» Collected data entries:

************

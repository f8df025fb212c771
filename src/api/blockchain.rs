// SPDX-License-Identifier: AGPL-3.0-or-later
//
// Copyright (C) 2026 Relational Network

//! Confirmation nodes and the audit ledger.

use axum::{
    extract::{Path, State},
    http::StatusCode,
    Json,
};

use super::extract::{ApiJson, ApiQuery};
use super::ListResponse;
use crate::{
    auth::{AdminOnly, Auth},
    blockchain::{
        hashing::{verify_chain, ChainVerification},
        BlockchainNode, LedgerEntry,
    },
    error::ApiError,
    state::AppState,
    storage::{LedgerFilter, LedgerRepository, NewNode, NodeFilter, NodePatch, NodeRepository, Pagination},
};

#[utoipa::path(
    get,
    path = "/api/blockchain/nodes",
    tag = "Blockchain",
    security(("bearer_auth" = [])),
    params(NodeFilter),
    responses(
        (status = 200, description = "Confirmation nodes", body = Vec<BlockchainNode>)
    )
)]
pub async fn list_nodes(
    Auth(_user): Auth,
    State(state): State<AppState>,
    ApiQuery(filter): ApiQuery<NodeFilter>,
) -> Result<Json<Vec<BlockchainNode>>, ApiError> {
    Ok(Json(NodeRepository::new(&state.db).list(&filter)?))
}

#[utoipa::path(
    post,
    path = "/api/blockchain/nodes",
    tag = "Blockchain",
    security(("bearer_auth" = [])),
    request_body = NewNode,
    responses(
        (status = 201, description = "Node registered", body = BlockchainNode),
        (status = 400, description = "Invalid node"),
        (status = 403, description = "Admin only"),
        (status = 409, description = "Node name already taken")
    )
)]
pub async fn create_node(
    AdminOnly(admin): AdminOnly,
    State(state): State<AppState>,
    ApiJson(request): ApiJson<NewNode>,
) -> Result<(StatusCode, Json<BlockchainNode>), ApiError> {
    let node = NodeRepository::new(&state.db).create(request)?;
    tracing::info!(node = %node.name, user_id = %admin.user_id, "Confirmation node registered");
    Ok((StatusCode::CREATED, Json(node)))
}

#[utoipa::path(
    patch,
    path = "/api/blockchain/nodes/{id}",
    tag = "Blockchain",
    security(("bearer_auth" = [])),
    params(("id" = String, Path, description = "Node ID")),
    request_body = NodePatch,
    responses(
        (status = 200, description = "Node updated", body = BlockchainNode),
        (status = 403, description = "Admin only"),
        (status = 404, description = "Node not found")
    )
)]
pub async fn update_node(
    AdminOnly(_admin): AdminOnly,
    State(state): State<AppState>,
    Path(id): Path<String>,
    ApiJson(patch): ApiJson<NodePatch>,
) -> Result<Json<BlockchainNode>, ApiError> {
    Ok(Json(NodeRepository::new(&state.db).update(&id, patch)?))
}

#[utoipa::path(
    get,
    path = "/api/blockchain/transactions",
    tag = "Blockchain",
    security(("bearer_auth" = [])),
    params(LedgerFilter, Pagination),
    responses(
        (status = 200, description = "Audit rows, newest first", body = ListResponse<LedgerEntry>)
    )
)]
pub async fn list_ledger(
    Auth(_user): Auth,
    State(state): State<AppState>,
    ApiQuery(filter): ApiQuery<LedgerFilter>,
    ApiQuery(pagination): ApiQuery<Pagination>,
) -> Result<Json<ListResponse<LedgerEntry>>, ApiError> {
    Ok(Json(LedgerRepository::new(&state.db).list(&filter, pagination)?.into()))
}

#[utoipa::path(
    get,
    path = "/api/blockchain/transactions/{id}",
    tag = "Blockchain",
    security(("bearer_auth" = [])),
    params(("id" = String, Path, description = "Audit row ID")),
    responses(
        (status = 200, description = "Audit row", body = LedgerEntry),
        (status = 404, description = "Audit row not found")
    )
)]
pub async fn get_ledger_entry(
    Auth(_user): Auth,
    State(state): State<AppState>,
    Path(id): Path<String>,
) -> Result<Json<LedgerEntry>, ApiError> {
    Ok(Json(LedgerRepository::new(&state.db).get(&id)?))
}

/// Recompute every hash in the chain.
#[utoipa::path(
    get,
    path = "/api/blockchain/verify",
    tag = "Blockchain",
    security(("bearer_auth" = [])),
    responses(
        (status = 200, description = "Chain verification result", body = ChainVerification)
    )
)]
pub async fn verify(
    Auth(user): Auth,
    State(state): State<AppState>,
) -> Result<Json<ChainVerification>, ApiError> {
    let entries = LedgerRepository::new(&state.db).in_sequence()?;
    let result = verify_chain(&entries);
    if !result.valid {
        tracing::warn!(
            user_id = %user.user_id,
            checked = result.checked,
            first_invalid = ?result.first_invalid.as_ref().map(|b| b.sequence),
            "Audit chain verification failed"
        );
    }
    Ok(Json(result))
}
// SPDX-License-Identifier: AGPL-3.0-or-later
//
// Copyright (C) 2026 Relational Network

//! SHA-256 hash chaining for the audit trail.
//!
//! ```text
//! tx_hash = sha256(previous_hash | sequence | entity_type | entity_id | action | payload_hash | created_at)
//! ```
//!
//! `created_at` is rendered as RFC 3339 with nanoseconds so the hash survives
//! a JSON round trip unchanged.

use chrono::{DateTime, SecondsFormat, Utc};
use serde::Serialize;
use sha2::{Digest, Sha256};
use utoipa::ToSchema;

use super::types::{EntityKind, LedgerAction, LedgerEntry, GENESIS_HASH};

/// Hex SHA-256 of arbitrary bytes.
pub fn sha256_hex(bytes: &[u8]) -> String {
    let mut hasher = Sha256::new();
    hasher.update(bytes);
    format!("{:x}", hasher.finalize())
}

/// Hash of a record's canonical JSON (object keys sorted).
pub fn payload_hash<T: Serialize>(record: &T) -> Result<String, serde_json::Error> {
    // `Value` keeps object keys in a BTreeMap, which gives a stable order.
    let value = serde_json::to_value(record)?;
    let bytes = serde_json::to_vec(&value)?;
    Ok(sha256_hex(&bytes))
}

/// Hash of one chained audit row.
pub fn entry_hash(
    previous_hash: &str,
    sequence: u64,
    entity_type: EntityKind,
    entity_id: &str,
    action: LedgerAction,
    payload_hash: &str,
    created_at: &DateTime<Utc>,
) -> String {
    let material = format!(
        "{}|{}|{}|{}|{}|{}|{}",
        previous_hash,
        sequence,
        entity_type.as_str(),
        entity_id,
        action.as_str(),
        payload_hash,
        created_at.to_rfc3339_opts(SecondsFormat::Nanos, true),
    );
    sha256_hex(material.as_bytes())
}

/// Why verification stopped.
#[derive(Debug, Clone, Copy, PartialEq, Eq, Serialize, ToSchema)]
#[serde(rename_all = "snake_case")]
pub enum ChainFault {
    /// Sequence numbers are not contiguous.
    SequenceGap,
    /// `previous_hash` does not match the prior row's hash.
    BrokenLink,
    /// Stored hash does not match the recomputed one.
    HashMismatch,
}

/// First row that failed verification.
#[derive(Debug, Clone, Serialize, ToSchema)]
pub struct ChainBreak {
    pub sequence: u64,
    pub ledger_id: String,
    pub fault: ChainFault,
}

/// Result of walking the audit chain.
#[derive(Debug, Clone, Serialize, ToSchema)]
pub struct ChainVerification {
    pub valid: bool,
    /// Rows checked before stopping.
    pub checked: u64,
    /// Hash of the last valid row (genesis hash for an empty chain).
    pub head_hash: String,
    #[serde(skip_serializing_if = "Option::is_none")]
    pub first_invalid: Option<ChainBreak>,
}

/// Walk rows in sequence order and report the first broken one.
pub fn verify_chain(entries: &[LedgerEntry]) -> ChainVerification {
    let mut expected_previous = GENESIS_HASH.to_string();
    let mut checked = 0u64;

    for (index, entry) in entries.iter().enumerate() {
        let fault = if entry.sequence != index as u64 + 1 {
            Some(ChainFault::SequenceGap)
        } else if entry.previous_hash != expected_previous {
            Some(ChainFault::BrokenLink)
        } else if entry.compute_hash() != entry.tx_hash {
            Some(ChainFault::HashMismatch)
        } else {
            None
        };

        if let Some(fault) = fault {
            return ChainVerification {
                valid: false,
                checked,
                head_hash: expected_previous,
                first_invalid: Some(ChainBreak {
                    sequence: entry.sequence,
                    ledger_id: entry.id.clone(),
                    fault,
                }),
            };
        }

        checked += 1;
        expected_previous = entry.tx_hash.clone();
    }

    ChainVerification {
        valid: true,
        checked,
        head_hash: expected_previous,
        first_invalid: None,
    }
}

#[cfg(test)]
mod tests {
    use super::*;
    use crate::blockchain::LedgerStatus;

    fn chain(len: u64) -> Vec<LedgerEntry> {
        let mut previous = GENESIS_HASH.to_string();
        let mut rows = Vec::new();
        for sequence in 1..=len {
            let mut entry = LedgerEntry {
                id: format!("row-{sequence}"),
                sequence,
                tx_hash: String::new(),
                previous_hash: previous.clone(),
                payload_hash: sha256_hex(format!("payload-{sequence}").as_bytes()),
                entity_type: EntityKind::Case,
                entity_id: "case-1".into(),
                action: LedgerAction::Update,
                actor_user_id: None,
                node_id: None,
                status: LedgerStatus::Pending,
                required_confirmations: 1,
                confirmations: Vec::new(),
                created_at: Utc::now(),
                confirmed_at: None,
            };
            entry.tx_hash = entry.compute_hash();
            previous = entry.tx_hash.clone();
            rows.push(entry);
        }
        rows
    }

    #[test]
    fn sha256_of_empty_input() {
        assert_eq!(
            sha256_hex(b""),
            "e3b0c44298fc1c149afbf4c8996fb92427ae41e4649b934ca495991b7852b855"
        );
    }

    #[test]
    fn payload_hash_ignores_field_order() {
        let a = serde_json::json!({"a": 1, "b": [1, 2]});
        let b = serde_json::json!({"b": [1, 2], "a": 1});
        assert_eq!(payload_hash(&a).unwrap(), payload_hash(&b).unwrap());
    }

    #[test]
    fn hash_survives_json_round_trip() {
        let rows = chain(1);
        let json = serde_json::to_string(&rows[0]).unwrap();
        let back: LedgerEntry = serde_json::from_str(&json).unwrap();
        assert_eq!(back.compute_hash(), rows[0].tx_hash);
    }

    #[test]
    fn intact_chain_verifies() {
        let rows = chain(5);
        let report = verify_chain(&rows);
        assert!(report.valid);
        assert_eq!(report.checked, 5);
        assert_eq!(report.head_hash, rows[4].tx_hash);
    }

    #[test]
    fn empty_chain_is_valid() {
        let report = verify_chain(&[]);
        assert!(report.valid);
        assert_eq!(report.head_hash, GENESIS_HASH);
    }

    #[test]
    fn tampered_field_is_detected() {
        let mut rows = chain(4);
        rows[2].entity_id = "case-2".into();
        let report = verify_chain(&rows);
        assert!(!report.valid);
        assert_eq!(report.checked, 2);
        let broken = report.first_invalid.unwrap();
        assert_eq!(broken.sequence, 3);
        assert_eq!(broken.fault, ChainFault::HashMismatch);
    }

    #[test]
    fn rehashed_row_breaks_next_link() {
        let mut rows = chain(3);
        rows[1].payload_hash = sha256_hex(b"forged");
        rows[1].tx_hash = rows[1].compute_hash();
        let broken = verify_chain(&rows).first_invalid.unwrap();
        assert_eq!(broken.sequence, 3);
        assert_eq!(broken.fault, ChainFault::BrokenLink);
    }

    #[test]
    fn missing_row_is_a_gap() {
        let mut rows = chain(3);
        rows.remove(1);
        let broken = verify_chain(&rows).first_invalid.unwrap();
        assert_eq!(broken.fault, ChainFault::SequenceGap);
    }
}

************

» What to produce: Show the lines of the records that contain the word "BrokenLink".

» Answer section:
    BrokenLink,
            Some(ChainFault::BrokenLink)
        assert_eq!(broken.fault, ChainFault::BrokenLink);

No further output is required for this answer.